§ Dataset entries:
--

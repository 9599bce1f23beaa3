// Copyright 2026 Phillip Cloud
// Licensed under the Apache License, Version 2.0

use anyhow::{Context, Result, bail};
use carely_app::{CompletionBackend, CompletionError};
use reqwest::StatusCode;
use reqwest::blocking::Client as HttpClient;
use serde::{Deserialize, Serialize};
use std::time::Duration;
use url::Url;

pub const DEFAULT_BASE_URL: &str = "https://api.openai.com/v1";
pub const DEFAULT_MODEL: &str = "gpt-3.5-turbo";
pub const DEFAULT_MAX_TOKENS: u32 = 500;
pub const DEFAULT_TEMPERATURE: f32 = 0.7;
pub const DEFAULT_TIMEOUT: Duration = Duration::from_secs(30);

#[derive(Debug, Clone, Copy, PartialEq, Eq)]
pub enum Role {
    System,
    User,
    Assistant,
}

impl Role {
    const fn as_str(self) -> &'static str {
        match self {
            Self::System => "system",
            Self::User => "user",
            Self::Assistant => "assistant",
        }
    }
}

#[derive(Debug, Clone, PartialEq, Eq)]
pub struct Message {
    pub role: Role,
    pub content: String,
}

impl Message {
    pub fn system(content: &str) -> Self {
        Self {
            role: Role::System,
            content: content.to_owned(),
        }
    }

    pub fn user(content: &str) -> Self {
        Self {
            role: Role::User,
            content: content.to_owned(),
        }
    }
}

/// Blocking client for an OpenAI-compatible `/chat/completions` endpoint.
/// Cloning is cheap; clones share the connection pool.
#[derive(Debug, Clone)]
pub struct Client {
    base_url: String,
    model: String,
    api_key: Option<String>,
    timeout: Duration,
    max_tokens: u32,
    temperature: f32,
    http: HttpClient,
}

impl Client {
    pub fn new(base_url: &str, model: &str, timeout: Duration) -> Result<Self> {
        let base_url = base_url.trim().trim_end_matches('/').to_owned();
        if base_url.is_empty() {
            bail!("chat.base_url must not be empty");
        }
        let parsed = Url::parse(&base_url)
            .with_context(|| format!("chat.base_url {base_url:?} is not a valid URL"))?;
        if !matches!(parsed.scheme(), "http" | "https") {
            bail!(
                "chat.base_url {base_url:?} must use http or https, got {}",
                parsed.scheme()
            );
        }
        if model.trim().is_empty() {
            bail!("chat.model must not be empty");
        }
        if timeout.is_zero() {
            bail!("chat.timeout must be positive");
        }

        let http = HttpClient::builder()
            .timeout(timeout)
            .build()
            .context("build HTTP client")?;

        Ok(Self {
            base_url,
            model: model.trim().to_owned(),
            api_key: None,
            timeout,
            max_tokens: DEFAULT_MAX_TOKENS,
            temperature: DEFAULT_TEMPERATURE,
            http,
        })
    }

    /// Blank keys leave the client unconfigured.
    pub fn with_api_key(mut self, api_key: Option<&str>) -> Self {
        self.api_key = api_key
            .map(str::trim)
            .filter(|key| !key.is_empty())
            .map(str::to_owned);
        self
    }

    pub fn with_sampling(mut self, max_tokens: u32, temperature: f32) -> Result<Self> {
        if max_tokens == 0 {
            bail!("chat.max_tokens must be at least 1");
        }
        if !(0.0..=2.0).contains(&temperature) {
            bail!("chat.temperature must be between 0 and 2, got {temperature}");
        }
        self.max_tokens = max_tokens;
        self.temperature = temperature;
        Ok(self)
    }

    pub fn base_url(&self) -> &str {
        &self.base_url
    }

    pub fn model(&self) -> &str {
        &self.model
    }

    pub fn timeout(&self) -> Duration {
        self.timeout
    }

    pub fn max_tokens(&self) -> u32 {
        self.max_tokens
    }

    pub fn temperature(&self) -> f32 {
        self.temperature
    }

    pub fn has_api_key(&self) -> bool {
        self.api_key.is_some()
    }

    pub fn chat_complete(&self, messages: &[Message]) -> Result<String, CompletionError> {
        let request = ChatRequest::new(&self.model, messages, self.max_tokens, self.temperature);
        let mut builder = self
            .http
            .post(format!("{}/chat/completions", self.base_url))
            .json(&request);
        if let Some(key) = &self.api_key {
            builder = builder.bearer_auth(key);
        }

        let response = builder
            .send()
            .map_err(|error| connection_error(&self.base_url, error))?;

        let status = response.status();
        if status != StatusCode::OK {
            let body = response.text().unwrap_or_default();
            return Err(clean_error_response(status, &body));
        }

        let parsed: ChatCompletionResponse = response
            .json()
            .map_err(|error| CompletionError::Malformed(error.to_string()))?;
        let content = parsed
            .choices
            .into_iter()
            .next()
            .and_then(|choice| choice.message.content)
            .ok_or_else(|| CompletionError::Malformed("no choices in chat response".to_owned()))?;
        Ok(content.trim().to_owned())
    }
}

impl CompletionBackend for Client {
    fn is_configured(&self) -> bool {
        self.has_api_key()
    }

    fn complete(&self, system_prompt: &str, user_message: &str) -> Result<String, CompletionError> {
        tracing::debug!(model = %self.model, "sending chat completion");
        let result = self.chat_complete(&[
            Message::system(system_prompt),
            Message::user(user_message),
        ]);
        if let Err(error) = &result {
            tracing::warn!(base_url = %self.base_url, "chat completion failed: {error}");
        }
        result
    }
}

fn connection_error(base_url: &str, error: reqwest::Error) -> CompletionError {
    if error.is_timeout() {
        return CompletionError::Transport(format!(
            "request to {base_url} timed out; raise [chat] timeout or try again"
        ));
    }
    CompletionError::Transport(format!(
        "cannot reach {base_url}; check your connection and [chat] base_url ({error})"
    ))
}

fn clean_error_response(status: StatusCode, body: &str) -> CompletionError {
    if status == StatusCode::UNAUTHORIZED {
        return CompletionError::Unauthorized;
    }
    if status == StatusCode::TOO_MANY_REQUESTS {
        return CompletionError::RateLimited;
    }

    let code = status.as_u16();
    if let Ok(parsed) = serde_json::from_str::<OpenAIErrorEnvelope>(body)
        && let Some(error) = parsed.error
        && !error.message.is_empty()
    {
        return CompletionError::Status {
            code,
            message: error.message,
        };
    }

    let message = if body.len() < 100 && !body.contains('{') {
        body.trim().to_owned()
    } else {
        String::new()
    };
    CompletionError::Status { code, message }
}

#[derive(Debug, Serialize)]
struct ChatRequest<'a> {
    model: &'a str,
    messages: Vec<ChatMessage<'a>>,
    max_tokens: u32,
    temperature: f32,
}

impl<'a> ChatRequest<'a> {
    fn new(model: &'a str, messages: &'a [Message], max_tokens: u32, temperature: f32) -> Self {
        Self {
            model,
            messages: messages
                .iter()
                .map(|message| ChatMessage {
                    role: message.role.as_str(),
                    content: &message.content,
                })
                .collect(),
            max_tokens,
            temperature,
        }
    }
}

#[derive(Debug, Serialize)]
struct ChatMessage<'a> {
    role: &'a str,
    content: &'a str,
}

#[derive(Debug, Deserialize)]
struct ChatCompletionResponse {
    #[serde(default)]
    choices: Vec<ChatChoice>,
}

#[derive(Debug, Deserialize)]
struct ChatChoice {
    message: ChatChoiceMessage,
}

#[derive(Debug, Deserialize)]
struct ChatChoiceMessage {
    content: Option<String>,
}

#[derive(Debug, Deserialize)]
struct OpenAIErrorEnvelope {
    error: Option<OpenAIErrorBody>,
}

#[derive(Debug, Deserialize)]
struct OpenAIErrorBody {
    message: String,
}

--

§ What to work on:
From the records above, copy only the lines starting with the line that holds "self.api_key.is_some()" and going on through the line that holds "let status = response.status();", exactly as written.

§ Task solution:
        self.api_key.is_some()
    }

    pub fn chat_complete(&self, messages: &[Message]) -> Result<String, CompletionError> {
        let request = ChatRequest::new(&self.model, messages, self.max_tokens, self.temperature);
        let mut builder = self
            .http
            .post(format!("{}/chat/completions", self.base_url))
            .json(&request);
        if let Some(key) = &self.api_key {
            builder = builder.bearer_auth(key);
        }

        let response = builder
            .send()
            .map_err(|error| connection_error(&self.base_url, error))?;

        let status = response.status();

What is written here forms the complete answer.